Without a vaccine, said Haseltine, “The only real way to end it is the way the Chinese did. Every day the Chinese are teaching us how to do it, and here we’re deliberately choosing not to do that.”

To be clear, all of the experts interviewed for this article believe a vaccine, better treatments, and better testing are all likely on the horizon. They just may not be available until at least 18 months from now.

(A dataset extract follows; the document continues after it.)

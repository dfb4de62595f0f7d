pub mod history;
pub mod init;
pub mod parse;
pub mod play;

In between the best and worst case scenarios, then, lies the brutal reality of the current culture wars in the United States. It’s a climate in which some politicians refuse to wear masks. Where people in yoga pants are caught on viral videos berating business owners for refusing them entry. Where state leaders threaten to sue major cities for imposing mandates and restrictions to curb the virus. And where a booming disinformation movement has raised legitimate questions about how much of the population would even willingly take an effective vaccine.

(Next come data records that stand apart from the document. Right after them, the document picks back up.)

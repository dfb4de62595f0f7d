//! Generated quiz text parser.
//!
//! Turns a raw text blob from a generation service into an ordered list of
//! questions. The input has no schema guarantee, so the parser classifies
//! lines tolerantly and never fails: text it cannot use yields an empty list
//! and the caller falls back to showing the raw text.

use std::collections::HashSet;
use std::path::Path;
use std::sync::LazyLock;

use anyhow::{Context, Result};
use regex::Regex;

use crate::model::Question;

/// Start of a question block: `Q<N>.` with any integer N.
static QUESTION_MARKER: LazyLock<Regex> =
    LazyLock::new(|| Regex::new(r"^\s*Q\d+\.\s*").expect("valid regex"));

/// An option line: `<letter>)`, any alphabet.
static OPTION_LINE: LazyLock<Regex> =
    LazyLock::new(|| Regex::new(r"^\p{L}\)").expect("valid regex"));

/// An answer line: `Answer:` in any case.
static ANSWER_LINE: LazyLock<Regex> =
    LazyLock::new(|| Regex::new(r"(?i)^answer:\s*").expect("valid regex"));

/// Parse generated quiz text into questions, in source order.
///
/// Blocks start at lines carrying a `Q<N>.` marker; numbering is not checked.
/// Text before the first marker is discarded. A block needs a non-empty
/// question and at least one option line to be kept; a missing answer line
/// leaves the answer key unknown. Any other line is ignored.
pub fn parse(raw: &str) -> Vec<Question> {
    split_blocks(raw)
        .into_iter()
        .filter_map(|block| parse_block(&block))
        .collect()
}

/// Group non-empty trimmed lines into blocks at question markers.
fn split_blocks(raw: &str) -> Vec<Vec<&str>> {
    let mut blocks: Vec<Vec<&str>> = Vec::new();

    for line in raw.lines() {
        if QUESTION_MARKER.is_match(line) {
            blocks.push(Vec::new());
        }
        let trimmed = line.trim();
        if trimmed.is_empty() {
            continue;
        }
        // Lines before the first marker belong to no block.
        if let Some(current) = blocks.last_mut() {
            current.push(trimmed);
        }
    }

    blocks
}

fn parse_block(lines: &[&str]) -> Option<Question> {
    if lines.len() < 2 {
        return None;
    }

    let text = QUESTION_MARKER.replace(lines[0], "").trim().to_string();
    let mut options = Vec::new();
    let mut correct_letter = None;

    for line in &lines[1..] {
        if OPTION_LINE.is_match(line) {
            options.push(line.to_string());
        } else if let Some(m) = ANSWER_LINE.find(line) {
            correct_letter = answer_key(&line[m.end()..]);
        }
    }

    if text.is_empty() || options.is_empty() {
        return None;
    }

    Some(Question {
        text,
        options,
        correct_letter,
    })
}

/// Extract the answer letter from the text after `Answer:`.
///
/// Accepts "b", "B", "b)", "b) Paris"; rejects words like "Paris".
fn answer_key(rest: &str) -> Option<char> {
    let value = rest.trim().to_lowercase();
    let mut chars = value.chars();
    let first = chars.next().filter(|c| c.is_alphabetic())?;
    match chars.next() {
        None => Some(first),
        Some(next) if !next.is_alphanumeric() => Some(first),
        Some(_) => None,
    }
}

/// Read a raw quiz text file (useful for replaying saved generations).
pub fn load_raw(path: &Path) -> Result<String> {
    std::fs::read_to_string(path)
        .with_context(|| format!("failed to read quiz text: {}", path.display()))
}

/// A warning from question validation.
#[derive(Debug, Clone)]
pub struct ValidationWarning {
    /// Question position (if applicable).
    pub question_index: Option<usize>,
    /// Warning message.
    pub message: String,
}

/// Check parsed questions for consistency issues that parsing tolerates.
pub fn validate_questions(questions: &[Question], requested: Option<u32>) -> Vec<ValidationWarning> {
    let mut warnings = Vec::new();

    if let Some(requested) = requested {
        if questions.len() != requested as usize {
            warnings.push(ValidationWarning {
                question_index: None,
                message: format!(
                    "requested {requested} questions but parsed {}",
                    questions.len()
                ),
            });
        }
    }

    for (index, question) in questions.iter().enumerate() {
        match question.correct_letter {
            None => warnings.push(ValidationWarning {
                question_index: Some(index),
                message: "no answer line, question can never be scored correct".into(),
            }),
            Some(key) if question.answer_option().is_none() => {
                warnings.push(ValidationWarning {
                    question_index: Some(index),
                    message: format!("answer '{key}' does not match exactly one option"),
                });
            }
            Some(_) => {}
        }

        let mut seen = HashSet::new();
        for option in &question.options {
            if let Some(letter) = Question::option_letter(option) {
                if !seen.insert(letter) {
                    warnings.push(ValidationWarning {
                        question_index: Some(index),
                        message: format!("duplicate option letter '{letter}'"),
                    });
                }
            }
        }
    }

    warnings
}

#[cfg(test)]
mod tests {
    use super::*;

    const TWO_QUESTIONS: &str = "Q1. Capital of France?\na) London\nb) Paris\nc) Rome\nAnswer: b\nQ2. 2+2=?\na) 3\nb) 4\nAnswer: b\n";

    #[test]
    fn parse_two_blocks() {
        let questions = parse(TWO_QUESTIONS);
        assert_eq!(questions.len(), 2);
        assert_eq!(questions[0].text, "Capital of France?");
        assert_eq!(
            questions[0].options,
            vec!["a) London", "b) Paris", "c) Rome"]
        );
        assert_eq!(questions[0].correct_letter, Some('b'));
        assert_eq!(questions[1].text, "2+2=?");
        assert_eq!(questions[1].options, vec!["a) 3", "b) 4"]);
    }

    #[test]
    fn no_markers_parses_to_nothing() {
        let raw = "Here are some questions about France.\nWhat is the capital?\na) Paris";
        assert!(parse(raw).is_empty());
        assert!(parse("").is_empty());
    }

    #[test]
    fn block_without_options_is_dropped() {
        let raw = "Q1. Orphan question?\nAnswer: a\nQ2. Real question?\na) yes\nb) no\nAnswer: a";
        let questions = parse(raw);
        assert_eq!(questions.len(), 1);
        assert_eq!(questions[0].text, "Real question?");
    }

    #[test]
    fn missing_answer_line_keeps_block() {
        let raw = "Q1. Pick one\na) first\nb) second";
        let questions = parse(raw);
        assert_eq!(questions.len(), 1);
        assert_eq!(questions[0].correct_letter, None);
    }

    #[test]
    fn single_line_block_is_dropped() {
        assert!(parse("Q1. Just a question?").is_empty());
    }

    #[test]
    fn empty_question_text_is_dropped() {
        assert!(parse("Q1.\na) one\nb) two\nAnswer: a").is_empty());
    }

    #[test]
    fn preamble_before_first_marker_is_discarded() {
        let raw = "Sure! Here are your questions:\n\nQ1. Largest planet?\na) Mars\nb) Jupiter\nAnswer: b";
        let questions = parse(raw);
        assert_eq!(questions.len(), 1);
        assert_eq!(questions[0].text, "Largest planet?");
    }

    #[test]
    fn numbering_is_not_validated() {
        let raw = "Q7. First?\na) x\nAnswer: a\nQ7. Second?\na) y\nAnswer: a\nQ2. Third?\na) z";
        let questions = parse(raw);
        let texts: Vec<&str> = questions.iter().map(|q| q.text.as_str()).collect();
        assert_eq!(texts, vec!["First?", "Second?", "Third?"]);
    }

    #[test]
    fn stray_lines_are_ignored() {
        let raw = "Q1. Color of the sky?\nThink carefully!\na) Blue\nb) Green\n(hint: look up)\nAnswer: A\n";
        let questions = parse(raw);
        assert_eq!(questions.len(), 1);
        assert_eq!(questions[0].options, vec!["a) Blue", "b) Green"]);
        assert_eq!(questions[0].correct_letter, Some('a'));
    }

    #[test]
    fn option_count_is_not_fixed() {
        let raw = "Q1. Many options\na) 1\nb) 2\nc) 3\nd) 4\ne) 5\nf) 6\nAnswer: f";
        let questions = parse(raw);
        assert_eq!(questions[0].options.len(), 6);
        assert_eq!(questions[0].answer_option(), Some("f) 6"));
    }

    #[test]
    fn uppercase_options_and_padding() {
        let raw = "  Q1.   Spaced out?  \r\n   A) Yes  \r\n  B) No\r\n  answer:   b  \r\n";
        let questions = parse(raw);
        assert_eq!(questions.len(), 1);
        assert_eq!(questions[0].text, "Spaced out?");
        assert_eq!(questions[0].options, vec!["A) Yes", "B) No"]);
        assert_eq!(questions[0].correct_letter, Some('b'));
    }

    #[test]
    fn answer_key_forms() {
        assert_eq!(answer_key(" b"), Some('b'));
        assert_eq!(answer_key("C"), Some('c'));
        assert_eq!(answer_key("b) Paris"), Some('b'));
        assert_eq!(answer_key("Paris"), None);
        assert_eq!(answer_key(""), None);
        assert_eq!(answer_key("2"), None);
    }

    #[test]
    fn last_answer_line_wins() {
        let raw = "Q1. Changed mind\na) x\nb) y\nAnswer: a\nAnswer: b";
        assert_eq!(parse(raw)[0].correct_letter, Some('b'));
    }

    #[test]
    fn parse_is_deterministic() {
        assert_eq!(parse(TWO_QUESTIONS), parse(TWO_QUESTIONS));
    }

    #[test]
    fn hostile_input_does_not_panic() {
        let inputs = [
            "Q",
            "Q1",
            "Q1.",
            "Q99999999999999999999999. big\na) ok",
            ")\n)\n)",
            "Answer:\nAnswer:",
            "Q1. ünïcödé?\nä) nope\na) ja\nAnswer: ä",
        ];
        for input in inputs {
            let _ = parse(input);
        }
    }

    #[test]
    fn non_ascii_option_letters() {
        let questions = parse("Q1. Welcher Buchstabe?\nä) erste\nö) zweite\nAnswer: Ö");
        assert_eq!(questions[0].options, vec!["ä) erste", "ö) zweite"]);
        assert_eq!(questions[0].correct_letter, Some('ö'));
        assert_eq!(questions[0].answer_option(), Some("ö) zweite"));

        let greek = parse("Q1. Πρωτεύουσα;\nα) Αθήνα\nβ) Ρώμη\nAnswer: α)");
        assert_eq!(greek[0].options.len(), 2);
        assert!(greek[0].is_correct_option("α) Αθήνα"));
    }

    #[test]
    fn validate_reports_inconsistent_keys() {
        let raw = "Q1. No key\na) x\nQ2. Bad key\na) x\nb) y\nAnswer: e\nQ3. Dupes\na) x\na) y\nAnswer: a";
        let questions = parse(raw);
        let warnings = validate_questions(&questions, Some(5));
        assert!(warnings
            .iter()
            .any(|w| w.question_index.is_none() && w.message.contains("requested 5")));
        assert!(warnings
            .iter()
            .any(|w| w.question_index == Some(0) && w.message.contains("no answer")));
        assert!(warnings
            .iter()
            .any(|w| w.question_index == Some(1) && w.message.contains("'e'")));
        assert!(warnings
            .iter()
            .any(|w| w.question_index == Some(2) && w.message.contains("duplicate")));
    }

    #[test]
    fn validate_clean_quiz() {
        let questions = parse(TWO_QUESTIONS);
        assert!(validate_questions(&questions, Some(2)).is_empty());
    }

    #[test]
    fn load_raw_file() {
        let dir = tempfile::tempdir().unwrap();
        let path = dir.path().join("quiz.txt");
        std::fs::write(&path, TWO_QUESTIONS).unwrap();
        let raw = load_raw(&path).unwrap();
        assert_eq!(parse(&raw).len(), 2);
        assert!(load_raw(&dir.path().join("missing.txt")).is_err());
    }
}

But even in that messy reality, there will—in all likelihood—be bright moments of hope, of breakthroughs and recoveries, of sunlight.

“We’ll continue to see hospitalizations and deaths from COVID for the rest of our lifetimes,” said Gostin. But they will be less frequent and less severe, he argued.

And after that? Well, things may be more hopeful.

“What followed the great influenza pandemic 1918?” asked Gostin. “The Roaring Twenties.”